▸ What to do
Please return every line of the records below that contains the word "Deserialize".

[Stored items]
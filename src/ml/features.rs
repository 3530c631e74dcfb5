//! Feature extraction from packet streams
//!
//! Aggregates raw packets into one behavioral metrics record per source
//! address. These records feed both the clusterer and the danger scorer.

use std::collections::{BTreeMap, HashSet};

use serde::{Deserialize, Serialize};
use tracing::debug;

use crate::core::packet::PacketRecord;

/// Duration floor for near-simultaneous packets. Prevents divide-by-zero
/// and keeps the rate estimate finite.
pub const MIN_DURATION_SECONDS: f64 = 0.001;

/// Aggregated behavioral metrics for one traffic source
#[derive(Debug, Clone, PartialEq, Serialize, Deserialize)]
pub struct SourceMetrics {
    /// Originating address
    pub source_ip: String,
    /// Packets observed from this source
    pub packet_count: u64,
    /// packet_count / duration_seconds
    pub packets_per_second: f64,
    /// Mean frame length in bytes
    pub average_packet_size: f64,
    /// Sum of frame lengths in bytes
    pub total_bytes: i64,
    /// Observation window, floored at [`MIN_DURATION_SECONDS`]
    pub duration_seconds: f64,
    /// Count of distinct destination ports
    pub unique_ports: u32,
    /// Distinct protocol labels, sorted
    pub protocols: Vec<String>,
}

/// Groups packets by source and computes per-source metrics.
///
/// Sources with fewer than 2 packets are dropped: a single observation
/// carries no rate information and the duration floor would turn it into a
/// meaningless spike. Output is sorted by source address.
pub fn extract(packets: &[PacketRecord]) -> Vec<SourceMetrics> {
    let mut groups: BTreeMap<&str, Vec<&PacketRecord>> = BTreeMap::new();
    for packet in packets {
        groups
            .entry(packet.source_ip.as_str())
            .or_default()
            .push(packet);
    }

    let mut metrics = Vec::new();

    for (source_ip, group) in groups {
        if group.len() < 2 {
            debug!(
                source = source_ip,
                "dropping single-packet source, insufficient data for rate estimation"
            );
            continue;
        }

        let first_time = group.iter().map(|p| p.time).fold(f64::INFINITY, f64::min);
        let last_time = group
            .iter()
            .map(|p| p.time)
            .fold(f64::NEG_INFINITY, f64::max);
        let duration = (last_time - first_time).max(MIN_DURATION_SECONDS);

        let count = group.len() as u64;
        let total_bytes: i64 = group.iter().map(|p| p.length).sum();

        let ports: HashSet<u16> = group.iter().map(|p| p.port).collect();
        let mut protocols: Vec<String> = group
            .iter()
            .map(|p| p.protocol.clone())
            .collect::<HashSet<_>>()
            .into_iter()
            .collect();
        protocols.sort();

        metrics.push(SourceMetrics {
            source_ip: source_ip.to_string(),
            packet_count: count,
            packets_per_second: count as f64 / duration,
            average_packet_size: total_bytes as f64 / count as f64,
            total_bytes,
            duration_seconds: duration,
            unique_ports: ports.len() as u32,
            protocols,
        });
    }

    metrics
}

▸ Solution below
use serde::{Deserialize, Serialize};
#[derive(Debug, Clone, PartialEq, Serialize, Deserialize)]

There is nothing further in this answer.